Kedua pasien dengan epifora dan pasien dengan ALDO memiliki durasi yang

sama selama satu-lima tahun. Sisi obstruksi paling umum adalah pra-kantung

(64%). Tingkat insiden empat tahun teralhir dari ALDO di antara pasien

epiphorik adalah 45%.

Insiden SALOO meningkat selama interval studi, meskipun efek plateau

yang mungkin tercatat selama 5 tahun terakhir dari periode penelitian.
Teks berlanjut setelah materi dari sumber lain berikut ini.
//! Property-based tests for statechart construction and generation

use chartgen_codegen::CGeneratorContext;
use chartgen_core::{Expression, NodeType, StatechartBuilder};
use proptest::prelude::*;

// Property test strategies
fn arb_name() -> impl Strategy<Value = String> {
    prop::sample::select(vec!["Idle", "Busy", "Done", "Error", "Wait"]).prop_map(str::to_owned)
}

prop_compose! {
    fn arb_transitions()(pairs in prop::collection::vec((arb_name(), arb_name()), 1..30))
        -> Vec<Expression>
    {
        pairs
            .into_iter()
            .map(|(src, dest)| Expression::transition(src, dest))
            .collect()
    }
}

prop_compose! {
    fn arb_parallel()(sizes in prop::collection::vec(1usize..4, 1..6)) -> Vec<Vec<Expression>> {
        sizes
            .into_iter()
            .enumerate()
            .map(|(region, count)| {
                (0..count)
                    .map(|i| Expression::state(format!("r{region}_s{i}")))
                    .collect()
            })
            .collect()
    }
}

proptest! {
    #[test]
    fn each_name_yields_exactly_one_state(expressions in arb_transitions()) {
        let chart = StatechartBuilder::new().build(&expressions).unwrap();
        let mut names: Vec<&str> = chart
            .states(chart.root())
            .into_iter()
            .filter_map(|s| chart.name(s))
            .collect();
        let total = names.len();
        names.sort_unstable();
        names.dedup();
        prop_assert_eq!(names.len(), total);
        prop_assert_eq!(
            chart.contents_of_type(chart.root(), NodeType::Transition).len(),
            expressions.len()
        );
    }

    #[test]
    fn parallel_regions_are_numbered_in_order(blocks in arb_parallel()) {
        let expected = blocks.len();
        let chart = StatechartBuilder::new()
            .build(&[Expression::parallel("P", blocks)])
            .unwrap();
        let parallel = chart.find("P").unwrap();
        let regions = chart.regions(parallel);
        prop_assert_eq!(regions.len(), expected);
        for (number, region) in regions.into_iter().enumerate() {
            let name = number.to_string();
            prop_assert_eq!(chart.name(region), Some(name.as_str()));
            prop_assert!(!chart.children(region).is_empty());
        }
    }

    #[test]
    fn dump_and_generation_are_deterministic(expressions in arb_transitions()) {
        let first = StatechartBuilder::new().build(&expressions).unwrap();
        let second = StatechartBuilder::new().build(&expressions).unwrap();
        prop_assert_eq!(first.to_string(), second.to_string());

        let a = CGeneratorContext::new(&first, "p");
        let b = CGeneratorContext::new(&second, "p");
        prop_assert_eq!(a.header_text(), b.header_text());
        prop_assert_eq!(a.source_text("p.h"), b.source_text("p.h"));
    }

    #[test]
    fn enum_has_one_member_per_state_plus_sentinel(expressions in arb_transitions()) {
        let chart = StatechartBuilder::new().build(&expressions).unwrap();
        let ctx = CGeneratorContext::new(&chart, "p");
        let states = chart.contents_of_type(chart.root(), NodeType::AnyState).len();
        prop_assert_eq!(ctx.state_enum().members.len(), states + 1);
        prop_assert_eq!(ctx.state_enum().members[0].as_str(), "P_NO_STATE");
    }
}
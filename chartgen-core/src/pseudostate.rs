//! Mapping of `<<stereotype>>` tags to pseudostate kinds.

use core::str::FromStr;

use crate::error::BuildError;
use crate::model::StateKind;

/// Closed set of pseudostates a diagram can declare by stereotype.
#[derive(Debug, Copy, Clone, PartialEq, Eq, Hash)]
pub enum PseudostateType {
    EntryPoint,
    ExitPoint,
    Choice,
    Fork,
    /// `<<end>>` binds the name to the container's final state.
    End,
}

impl PseudostateType {
    #[must_use]
    pub fn state_kind(self) -> StateKind {
        match self {
            PseudostateType::EntryPoint => StateKind::EntryPoint,
            PseudostateType::ExitPoint => StateKind::ExitPoint,
            PseudostateType::Choice => StateKind::Choice,
            PseudostateType::Fork => StateKind::Fork,
            PseudostateType::End => StateKind::Final,
        }
    }
}

impl FromStr for PseudostateType {
    type Err = BuildError;

    /// Accepts the tag with or without the `<<`/`>>` brackets.
    fn from_str(tag: &str) -> Result<Self, Self::Err> {
        let bare = tag.trim();
        let bare = bare
            .strip_prefix("<<")
            .and_then(|t| t.strip_suffix(">>"))
            .unwrap_or(bare)
            .trim();
        match bare {
            "entryPoint" | "inputPin" | "expansionInput" => Ok(PseudostateType::EntryPoint),
            "exitPoint" | "outputPin" | "expansionOutput" => Ok(PseudostateType::ExitPoint),
            "choice" => Ok(PseudostateType::Choice),
            "fork" | "join" => Ok(PseudostateType::Fork),
            "end" => Ok(PseudostateType::End),
            _ => Err(BuildError::UnknownPseudostate(tag.to_owned())),
        }
    }
}

#[cfg(test)]
mod tests {
    use super::*;

    #[test]
    fn pins_and_expansions_map_to_entry_and_exit_points() {
        for tag in ["<<entryPoint>>", "<<inputPin>>", "<<expansionInput>>"] {
            assert_eq!(tag.parse(), Ok(PseudostateType::EntryPoint));
        }
        for tag in ["<<exitPoint>>", "<<outputPin>>", "<<expansionOutput>>"] {
            assert_eq!(tag.parse(), Ok(PseudostateType::ExitPoint));
        }
    }

    #[test]
    fn fork_and_join_share_a_kind() {
        let fork: PseudostateType = "<<fork>>".parse().unwrap();
        let join: PseudostateType = "join".parse().unwrap();
        assert_eq!(fork.state_kind(), join.state_kind());
        assert_eq!(
            "<<end>>".parse::<PseudostateType>().unwrap().state_kind(),
            StateKind::Final
        );
    }

    #[test]
    fn unknown_tag_is_a_resolution_error() {
        let err = "<<sdlreceive>>".parse::<PseudostateType>().unwrap_err();
        assert_eq!(err, BuildError::UnknownPseudostate("<<sdlreceive>>".into()));
        assert!(err.is_resolution());
    }
}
Mayoritas pasien adalah perempuan di atas usia 66 tahun. Temuan terakhir,

dalam hubungannya dengan tren demografi AS, menunjukkan bahwa

frekuensi SALOO dapat terus meningkat di masa depan

Epiphora menjadi keluhan yang jika tidak diobati, obstruksi duktus

nasolakrimal dapat menyebabkan masalah yang signifikan. Tidak ada

predileksi ras yang telah ditetapkan. PANDO lebih umum pada wanita.
Obstruksi Duktus Nasolakrimalis 11

SALDO tidak tergantung pada jenis kelamin. Penelitian sebelumnya telah

mencatat tingginya insiden PANDO pada individu berusia 50-70 tahun.

D. Patofisiologi

Obstuksi duktus nasolakrimalis primer lebih tinggi pada wanita dan

pada usia lanjut. Hal ini disebabkan anatomi fossa lakrimal bagian bawah

dan ductus nasolakrimal bagian tengah. Terdapat perubahan dimensi

anteroposterior pada tulang canal nasolakrimal pada pasien osteoporosis.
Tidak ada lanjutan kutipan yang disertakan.